Nos han echado del gimnasio.
Esta mañana, al acabar la sesión, el director del gimnasio nos ha llamado a su oficina y, todavía sin duchar, nos ha dado la noticia. A partir de mañana, el archiduque y yo no seremos bien recibidos en sus instalaciones.
El archiduque, como es normal en él, no se lo ha tomado con mucha filosofía. Ha comenzado a hacer aspavientos caminando por el despachito. Yo le he preguntado cuál era la razón por la que nos despedía, recordándole que, al fin y al cabo, éramos clientes del lugar. Que no se puede tirar a gente que paga por ir a un sitio. Y más cuando no hemos hecho nada malo.
Con un ojo en el archiduque y otro en un informe, me explica que no me ve sufrir, que no sudo la camiseta. Dice que voy allí de paseo y que doy mal ejemplo a los jóvenes. El sucio archiduque no deja de asentir durante toda la explicación para, cuando el director acaba conmigo, dar un puñetazo sobre la mesa que nos sobresalta. Y ¿qué pasa con él? ¿por qué se le somete a tal afrenta?

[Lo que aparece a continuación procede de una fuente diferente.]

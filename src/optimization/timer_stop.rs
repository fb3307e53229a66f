//! Wall-clock timeout for an optimization run.
//!
//! [`TimerStop`] starts its timer on the first `begin_optimization` or
//! `begin_epoch` hook and, at every `end_epoch`, raises the loop's
//! termination flag once the run has been going for at least the configured
//! timeout. It never clears the flag and never interrupts an epoch.
//!
//! One instance serves one run. Reusing it requires [`TimerStop::reset`];
//! concurrent runs each need their own instance.

use std::time::Duration;

use serde::{Deserialize, Serialize};
use tracing::{debug, info};

use super::callback::OptimizationCallback;
use super::clock::{Clock, MonotonicClock};
use super::solvers::traits::Problem;
use crate::core::{Control, Error, Result};

/// What `end_epoch` does when no begin hook has armed the timer yet.
#[derive(Clone, Copy, Debug, Default, PartialEq, Eq, Serialize, Deserialize)]
#[serde(rename_all = "snake_case")]
pub enum UnarmedPolicy {
    /// Do nothing until a begin hook arms the timer.
    #[default]
    Ignore,
    /// Start the timer at that `end_epoch`. The arming call never fires.
    ArmOnEpochEnd,
}

/// Terminates an optimization after a fixed amount of elapsed time.
#[derive(Debug)]
pub struct TimerStop<C: Clock = MonotonicClock> {
    timeout: Duration,
    unarmed: UnarmedPolicy,
    clock: C,
    // Some once armed; never overwritten until reset.
    start: Option<Duration>,
    reported: bool,
}

impl TimerStop<MonotonicClock> {
    /// Timeout of `timeout_secs` seconds measured on the process clock.
    pub fn new(timeout_secs: f64) -> Result<Self> {
        Self::with_clock(timeout_secs, MonotonicClock::new())
    }
}

impl<C: Clock> TimerStop<C> {
    pub fn with_clock(timeout_secs: f64, clock: C) -> Result<Self> {
        Ok(Self {
            timeout: validate_timeout(timeout_secs)?,
            unarmed: UnarmedPolicy::default(),
            clock,
            start: None,
            reported: false,
        })
    }

    pub fn with_unarmed_policy(mut self, policy: UnarmedPolicy) -> Self {
        self.unarmed = policy;
        self
    }

    pub fn timeout(&self) -> Duration {
        self.timeout
    }

    pub fn unarmed_policy(&self) -> UnarmedPolicy {
        self.unarmed
    }

    pub fn is_armed(&self) -> bool {
        self.start.is_some()
    }

    /// Time since the timer was armed, or `None` before that.
    pub fn elapsed(&self) -> Option<Duration> {
        self.start.map(|start| self.clock.elapsed_since(start))
    }

    /// True once the timeout has been reported for the current run.
    pub fn fired(&self) -> bool {
        self.reported
    }

    /// Forget the current run so the policy can observe a new one.
    pub fn reset(&mut self) {
        self.start = None;
        self.reported = false;
    }

    fn arm(&mut self) {
        if self.start.is_none() {
            let now = self.clock.now();
            debug!(
                timeout_secs = self.timeout.as_secs_f64(),
                "timer armed"
            );
            self.start = Some(now);
        }
    }

    fn check(&mut self, control: &mut Control, epoch: usize) {
        let Some(start) = self.start else {
            if self.unarmed == UnarmedPolicy::ArmOnEpochEnd {
                self.arm();
            }
            return;
        };

        let elapsed = self.clock.elapsed_since(start);
        if elapsed < self.timeout {
            return;
        }

        control.request_termination();
        if !self.reported {
            info!(
                epoch,
                elapsed_secs = elapsed.as_secs_f64(),
                timeout_secs = self.timeout.as_secs_f64(),
                "Timer timeout reached; terminate optimization."
            );
            self.reported = true;
        }
    }
}

impl<C: Clock> OptimizationCallback for TimerStop<C> {
    fn begin_optimization(&mut self, _control: &mut Control, _problem: &dyn Problem, _coordinates: &[f64]) {
        self.arm();
    }

    fn begin_epoch(
        &mut self,
        _control: &mut Control,
        _problem: &dyn Problem,
        _coordinates: &[f64],
        _epoch: usize,
        _objective: f64,
    ) {
        self.arm();
    }

    fn end_epoch(
        &mut self,
        control: &mut Control,
        _problem: &dyn Problem,
        _coordinates: &[f64],
        epoch: usize,
        _objective: f64,
    ) {
        self.check(control, epoch);
    }
}

/// Any positive timeout is accepted. Values below a nanosecond round up to
/// one, values beyond `Duration`'s range (including infinity) never fire.
fn validate_timeout(timeout_secs: f64) -> Result<Duration> {
    // Also rejects NaN.
    if !(timeout_secs > 0.0) {
        return Err(Error::invalid(format!(
            "timeout must be a positive number of seconds, got {timeout_secs}"
        )));
    }
    let timeout = Duration::try_from_secs_f64(timeout_secs).unwrap_or(Duration::MAX);
    Ok(timeout.max(Duration::from_nanos(1)))
}

/// Serializable form of a [`TimerStop`], as found in run configuration files.
#[derive(Clone, Copy, Debug, PartialEq, Serialize, Deserialize)]
pub struct TimerStopConfig {
    pub timeout_secs: f64,
    #[serde(default)]
    pub unarmed: UnarmedPolicy,
}

impl TimerStopConfig {
    pub fn build(&self) -> Result<TimerStop> {
        self.build_with_clock(MonotonicClock::new())
    }

    pub fn build_with_clock<C: Clock>(&self, clock: C) -> Result<TimerStop<C>> {
        Ok(TimerStop::with_clock(self.timeout_secs, clock)?.with_unarmed_policy(self.unarmed))
    }
}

Parece ser que el archiduque habla mucho cuando se encuentra en el gimnasio. Y muy alto. Yo no paro de asentir cuando el director trata de explicar todo esto. Y molesta a los esforzados atletas, como hace en todos los lugares a los que va.
El archiduque no admite sus errores, se pone a enumerar todos los fallos del gimnasio, tanto a nivel organizativo, como estructural o humano. Que si las goteras de las tuberías, que si el entrenador de pilates huele mal, que si los líquenes de las duchas... Hasta que el director no aguanta la presión y rompe a llorar sobre el escritorio. Ciento veinte kilos de músculo derrumbados instantáneamente.
Al punto, reacciono y les sugiero irnos los tres a almorzar. Recogemos los bártulos y nos metemos en el coche del entrenador. Las lágrimas ya se van secando. El hipo se le pasa, ya puede conducir. Menudo almuerzo nos vamos a pegar.
Y almorzamos. Y una cosa lleva a la otra. Se tienden puentes, se abren los receptores de sentimientos. ¡Qué perra vida ha tenido el pobre director! Y llegan los abrazos, y las promesas. Como estoy sentado hacia la puerta, veo a Pascual saludando en la barra y girándose haca nosotros. En los tres minutos que tardo en alzar el brazo para indicarle que se siente con nosotros, Pascual se acerca, nos mira las pupilas, y se va.
Y continúa el almuerzo, y la sinergia, y los planes. El mundo pasa a ser un poco menos abrupto, un poco más considerado.
A las seis de la tarde, el camarero nos ruega que abandonemos esa mesa, que van a venir los del dominó.